## Dataset excerpts

------------

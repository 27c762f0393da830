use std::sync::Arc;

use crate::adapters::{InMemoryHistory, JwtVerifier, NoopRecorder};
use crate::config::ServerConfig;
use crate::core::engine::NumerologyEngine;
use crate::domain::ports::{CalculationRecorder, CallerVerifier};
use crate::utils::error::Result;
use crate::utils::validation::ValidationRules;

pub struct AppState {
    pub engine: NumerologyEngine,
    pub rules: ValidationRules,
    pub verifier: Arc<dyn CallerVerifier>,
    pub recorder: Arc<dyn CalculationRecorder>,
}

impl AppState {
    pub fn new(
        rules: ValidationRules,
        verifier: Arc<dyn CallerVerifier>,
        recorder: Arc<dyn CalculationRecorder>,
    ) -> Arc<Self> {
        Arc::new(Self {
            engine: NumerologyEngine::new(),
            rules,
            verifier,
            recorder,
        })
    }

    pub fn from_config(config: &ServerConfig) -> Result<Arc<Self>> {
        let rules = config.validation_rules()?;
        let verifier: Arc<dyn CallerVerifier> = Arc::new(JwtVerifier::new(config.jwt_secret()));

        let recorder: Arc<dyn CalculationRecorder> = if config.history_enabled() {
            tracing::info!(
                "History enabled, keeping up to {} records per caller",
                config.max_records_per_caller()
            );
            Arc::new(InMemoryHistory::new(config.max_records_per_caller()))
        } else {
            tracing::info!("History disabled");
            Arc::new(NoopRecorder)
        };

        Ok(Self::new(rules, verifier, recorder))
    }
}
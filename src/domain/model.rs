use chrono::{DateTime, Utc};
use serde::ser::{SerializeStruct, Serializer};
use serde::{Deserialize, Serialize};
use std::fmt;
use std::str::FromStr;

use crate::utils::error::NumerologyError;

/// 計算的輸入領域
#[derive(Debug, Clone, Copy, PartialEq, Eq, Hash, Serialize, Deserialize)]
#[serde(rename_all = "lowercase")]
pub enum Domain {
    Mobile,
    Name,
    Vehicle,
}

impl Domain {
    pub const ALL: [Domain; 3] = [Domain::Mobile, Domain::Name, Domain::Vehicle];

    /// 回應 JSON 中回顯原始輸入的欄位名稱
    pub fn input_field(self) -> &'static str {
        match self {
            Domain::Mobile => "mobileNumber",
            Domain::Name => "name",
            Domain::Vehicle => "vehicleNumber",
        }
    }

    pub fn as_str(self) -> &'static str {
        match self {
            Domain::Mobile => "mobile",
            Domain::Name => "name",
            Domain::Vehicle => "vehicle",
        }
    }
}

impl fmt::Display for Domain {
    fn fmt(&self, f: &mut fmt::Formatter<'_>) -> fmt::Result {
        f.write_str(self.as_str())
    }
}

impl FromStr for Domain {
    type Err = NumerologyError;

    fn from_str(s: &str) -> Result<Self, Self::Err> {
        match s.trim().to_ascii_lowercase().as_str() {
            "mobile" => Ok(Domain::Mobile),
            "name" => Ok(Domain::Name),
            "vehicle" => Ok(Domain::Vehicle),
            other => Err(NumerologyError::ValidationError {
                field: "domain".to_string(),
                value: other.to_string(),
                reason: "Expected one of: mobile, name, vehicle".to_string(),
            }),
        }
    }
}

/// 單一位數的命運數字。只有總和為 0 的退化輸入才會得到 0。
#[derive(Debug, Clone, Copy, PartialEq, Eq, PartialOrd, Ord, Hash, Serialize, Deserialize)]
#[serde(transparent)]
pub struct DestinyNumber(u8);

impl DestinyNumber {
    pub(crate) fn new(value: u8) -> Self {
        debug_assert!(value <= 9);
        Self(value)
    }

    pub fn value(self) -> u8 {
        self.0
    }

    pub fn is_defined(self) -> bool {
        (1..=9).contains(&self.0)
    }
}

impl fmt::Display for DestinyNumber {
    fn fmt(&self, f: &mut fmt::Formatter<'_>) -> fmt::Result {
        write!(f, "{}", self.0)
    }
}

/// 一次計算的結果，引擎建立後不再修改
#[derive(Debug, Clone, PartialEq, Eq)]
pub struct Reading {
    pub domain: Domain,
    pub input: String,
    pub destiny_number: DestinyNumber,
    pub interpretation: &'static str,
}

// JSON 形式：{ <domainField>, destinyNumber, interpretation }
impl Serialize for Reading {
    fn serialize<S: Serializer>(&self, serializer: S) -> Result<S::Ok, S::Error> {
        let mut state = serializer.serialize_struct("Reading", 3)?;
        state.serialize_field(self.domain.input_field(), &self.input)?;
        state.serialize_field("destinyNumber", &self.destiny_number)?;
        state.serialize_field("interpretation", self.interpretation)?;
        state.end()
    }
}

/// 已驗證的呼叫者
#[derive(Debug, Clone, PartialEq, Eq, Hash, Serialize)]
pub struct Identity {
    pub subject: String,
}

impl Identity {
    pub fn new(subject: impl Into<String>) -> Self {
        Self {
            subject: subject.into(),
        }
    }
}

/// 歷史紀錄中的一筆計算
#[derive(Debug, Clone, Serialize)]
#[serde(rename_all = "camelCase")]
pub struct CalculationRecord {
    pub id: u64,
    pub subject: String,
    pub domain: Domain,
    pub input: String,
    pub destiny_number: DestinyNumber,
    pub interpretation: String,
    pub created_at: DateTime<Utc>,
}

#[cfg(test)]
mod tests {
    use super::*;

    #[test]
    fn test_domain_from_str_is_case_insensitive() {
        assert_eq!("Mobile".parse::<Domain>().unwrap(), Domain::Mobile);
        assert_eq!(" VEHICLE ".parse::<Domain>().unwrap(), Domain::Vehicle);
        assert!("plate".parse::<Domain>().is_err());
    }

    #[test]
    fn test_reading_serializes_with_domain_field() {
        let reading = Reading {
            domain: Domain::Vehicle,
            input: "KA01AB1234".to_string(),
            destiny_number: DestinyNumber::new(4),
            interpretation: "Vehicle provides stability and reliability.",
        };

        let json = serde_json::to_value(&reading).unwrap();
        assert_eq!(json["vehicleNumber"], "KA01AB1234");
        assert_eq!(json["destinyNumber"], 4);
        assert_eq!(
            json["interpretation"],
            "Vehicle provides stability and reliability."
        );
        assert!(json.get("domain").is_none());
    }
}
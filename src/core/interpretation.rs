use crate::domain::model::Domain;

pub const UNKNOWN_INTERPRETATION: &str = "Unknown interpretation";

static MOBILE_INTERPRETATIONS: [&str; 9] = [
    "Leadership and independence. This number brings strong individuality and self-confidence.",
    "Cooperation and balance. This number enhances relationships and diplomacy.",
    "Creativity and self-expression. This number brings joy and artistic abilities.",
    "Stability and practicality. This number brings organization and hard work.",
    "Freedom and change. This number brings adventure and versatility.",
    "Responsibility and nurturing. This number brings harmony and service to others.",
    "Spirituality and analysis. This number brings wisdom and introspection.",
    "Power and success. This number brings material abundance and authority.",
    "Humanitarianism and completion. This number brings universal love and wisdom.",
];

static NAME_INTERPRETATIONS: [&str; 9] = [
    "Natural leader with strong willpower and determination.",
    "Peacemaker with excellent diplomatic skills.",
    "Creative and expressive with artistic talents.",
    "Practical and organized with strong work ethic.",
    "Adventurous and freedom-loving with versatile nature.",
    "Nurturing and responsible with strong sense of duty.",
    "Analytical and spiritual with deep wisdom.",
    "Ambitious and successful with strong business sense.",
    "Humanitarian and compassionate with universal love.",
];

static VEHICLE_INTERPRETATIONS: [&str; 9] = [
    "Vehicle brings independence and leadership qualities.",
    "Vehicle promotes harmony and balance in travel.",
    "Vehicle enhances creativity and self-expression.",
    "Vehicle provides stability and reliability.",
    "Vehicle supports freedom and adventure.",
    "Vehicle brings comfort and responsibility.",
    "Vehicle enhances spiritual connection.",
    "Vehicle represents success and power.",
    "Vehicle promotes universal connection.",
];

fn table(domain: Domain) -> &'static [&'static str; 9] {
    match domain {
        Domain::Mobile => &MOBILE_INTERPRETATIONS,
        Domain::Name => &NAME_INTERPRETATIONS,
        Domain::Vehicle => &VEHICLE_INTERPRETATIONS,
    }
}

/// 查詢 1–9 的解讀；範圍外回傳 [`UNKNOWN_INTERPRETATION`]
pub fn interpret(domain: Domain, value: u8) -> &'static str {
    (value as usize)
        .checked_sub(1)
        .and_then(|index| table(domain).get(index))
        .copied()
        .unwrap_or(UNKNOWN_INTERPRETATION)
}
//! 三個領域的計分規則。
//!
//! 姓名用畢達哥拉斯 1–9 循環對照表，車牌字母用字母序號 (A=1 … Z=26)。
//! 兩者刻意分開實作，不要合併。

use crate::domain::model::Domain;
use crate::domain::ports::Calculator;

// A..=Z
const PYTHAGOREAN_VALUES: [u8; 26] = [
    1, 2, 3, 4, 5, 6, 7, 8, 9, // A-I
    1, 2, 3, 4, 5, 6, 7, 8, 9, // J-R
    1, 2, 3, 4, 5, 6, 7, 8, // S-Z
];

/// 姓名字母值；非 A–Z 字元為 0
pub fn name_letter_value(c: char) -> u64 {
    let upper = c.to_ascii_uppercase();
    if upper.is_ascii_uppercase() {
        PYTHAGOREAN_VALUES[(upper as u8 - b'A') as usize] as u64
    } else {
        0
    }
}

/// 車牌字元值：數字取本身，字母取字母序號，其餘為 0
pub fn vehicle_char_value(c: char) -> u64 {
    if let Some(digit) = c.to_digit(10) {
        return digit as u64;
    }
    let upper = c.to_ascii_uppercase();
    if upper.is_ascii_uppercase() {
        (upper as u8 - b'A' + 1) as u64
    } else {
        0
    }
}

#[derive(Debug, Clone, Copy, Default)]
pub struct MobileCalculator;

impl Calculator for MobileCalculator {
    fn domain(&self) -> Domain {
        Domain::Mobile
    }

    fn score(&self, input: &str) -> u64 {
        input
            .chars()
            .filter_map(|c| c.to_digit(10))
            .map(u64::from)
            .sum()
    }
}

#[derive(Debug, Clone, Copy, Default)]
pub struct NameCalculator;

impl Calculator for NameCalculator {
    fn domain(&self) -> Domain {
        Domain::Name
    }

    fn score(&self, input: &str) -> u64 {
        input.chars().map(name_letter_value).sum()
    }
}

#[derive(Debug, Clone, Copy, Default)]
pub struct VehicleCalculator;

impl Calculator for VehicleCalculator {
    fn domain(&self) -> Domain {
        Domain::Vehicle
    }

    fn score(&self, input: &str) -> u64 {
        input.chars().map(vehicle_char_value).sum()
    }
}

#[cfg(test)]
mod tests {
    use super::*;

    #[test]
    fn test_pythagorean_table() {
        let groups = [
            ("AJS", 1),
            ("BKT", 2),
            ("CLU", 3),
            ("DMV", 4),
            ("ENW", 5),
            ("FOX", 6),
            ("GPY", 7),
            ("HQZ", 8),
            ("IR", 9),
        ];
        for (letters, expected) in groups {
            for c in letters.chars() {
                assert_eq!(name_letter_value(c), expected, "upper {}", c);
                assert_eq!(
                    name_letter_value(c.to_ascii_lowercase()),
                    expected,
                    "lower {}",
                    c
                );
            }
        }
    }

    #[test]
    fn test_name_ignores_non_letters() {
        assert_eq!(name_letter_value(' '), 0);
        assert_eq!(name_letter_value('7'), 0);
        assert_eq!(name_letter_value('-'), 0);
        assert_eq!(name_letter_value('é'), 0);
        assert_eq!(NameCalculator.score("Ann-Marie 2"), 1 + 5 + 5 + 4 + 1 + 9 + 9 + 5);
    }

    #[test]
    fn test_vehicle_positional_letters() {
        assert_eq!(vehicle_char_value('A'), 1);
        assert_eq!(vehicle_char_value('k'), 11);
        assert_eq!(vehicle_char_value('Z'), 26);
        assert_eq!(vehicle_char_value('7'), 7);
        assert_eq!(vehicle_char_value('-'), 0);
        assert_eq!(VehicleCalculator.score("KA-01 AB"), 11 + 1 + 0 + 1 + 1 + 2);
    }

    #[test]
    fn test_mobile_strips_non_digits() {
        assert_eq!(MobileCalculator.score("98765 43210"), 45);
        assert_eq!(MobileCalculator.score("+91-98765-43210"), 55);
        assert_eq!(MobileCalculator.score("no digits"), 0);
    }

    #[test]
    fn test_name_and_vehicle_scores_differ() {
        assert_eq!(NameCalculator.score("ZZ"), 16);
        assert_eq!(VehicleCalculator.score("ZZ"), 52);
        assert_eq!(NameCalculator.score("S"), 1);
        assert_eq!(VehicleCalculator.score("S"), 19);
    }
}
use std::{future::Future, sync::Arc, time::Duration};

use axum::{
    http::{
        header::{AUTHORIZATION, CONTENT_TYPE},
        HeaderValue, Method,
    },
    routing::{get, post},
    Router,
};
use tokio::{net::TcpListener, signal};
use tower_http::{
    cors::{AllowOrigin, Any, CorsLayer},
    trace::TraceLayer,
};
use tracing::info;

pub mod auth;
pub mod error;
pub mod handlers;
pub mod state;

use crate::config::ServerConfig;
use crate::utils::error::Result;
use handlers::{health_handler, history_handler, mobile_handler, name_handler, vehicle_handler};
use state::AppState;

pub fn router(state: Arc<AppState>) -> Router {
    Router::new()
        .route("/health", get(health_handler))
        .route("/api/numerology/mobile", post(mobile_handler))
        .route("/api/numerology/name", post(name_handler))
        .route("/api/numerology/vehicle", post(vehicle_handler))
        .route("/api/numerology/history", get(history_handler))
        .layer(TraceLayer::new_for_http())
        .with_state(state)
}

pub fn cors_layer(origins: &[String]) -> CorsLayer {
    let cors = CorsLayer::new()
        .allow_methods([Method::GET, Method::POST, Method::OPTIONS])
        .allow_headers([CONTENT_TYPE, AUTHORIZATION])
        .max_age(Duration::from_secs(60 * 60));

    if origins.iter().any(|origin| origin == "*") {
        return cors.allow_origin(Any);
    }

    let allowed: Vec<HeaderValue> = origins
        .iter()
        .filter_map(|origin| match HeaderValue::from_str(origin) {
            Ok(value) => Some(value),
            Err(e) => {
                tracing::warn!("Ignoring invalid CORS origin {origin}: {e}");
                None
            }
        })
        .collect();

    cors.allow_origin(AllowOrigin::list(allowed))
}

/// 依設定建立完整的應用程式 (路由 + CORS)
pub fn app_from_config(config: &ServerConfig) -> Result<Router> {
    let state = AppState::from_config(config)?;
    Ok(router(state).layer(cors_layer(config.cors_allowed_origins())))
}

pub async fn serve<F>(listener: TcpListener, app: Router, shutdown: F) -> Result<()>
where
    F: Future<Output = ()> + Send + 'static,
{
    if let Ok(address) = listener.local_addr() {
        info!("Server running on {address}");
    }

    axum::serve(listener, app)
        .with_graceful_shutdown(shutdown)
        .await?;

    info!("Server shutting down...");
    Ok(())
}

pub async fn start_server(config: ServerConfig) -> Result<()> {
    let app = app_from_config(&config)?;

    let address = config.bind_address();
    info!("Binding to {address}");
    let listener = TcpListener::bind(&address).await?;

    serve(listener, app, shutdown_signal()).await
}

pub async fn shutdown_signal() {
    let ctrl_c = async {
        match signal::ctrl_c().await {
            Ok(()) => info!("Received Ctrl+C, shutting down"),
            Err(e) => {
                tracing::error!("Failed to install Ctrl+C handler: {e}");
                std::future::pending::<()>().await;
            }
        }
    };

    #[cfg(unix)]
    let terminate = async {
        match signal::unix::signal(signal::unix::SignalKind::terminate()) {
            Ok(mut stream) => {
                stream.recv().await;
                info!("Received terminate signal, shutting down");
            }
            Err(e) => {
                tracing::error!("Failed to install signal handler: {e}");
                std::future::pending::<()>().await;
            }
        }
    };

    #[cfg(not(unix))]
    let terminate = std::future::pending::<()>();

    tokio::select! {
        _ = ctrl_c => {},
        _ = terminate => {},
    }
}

------------

## To do
Count, in the listing above, every line that includes "TraceLayer". The number is the whole answer.

## Result below
2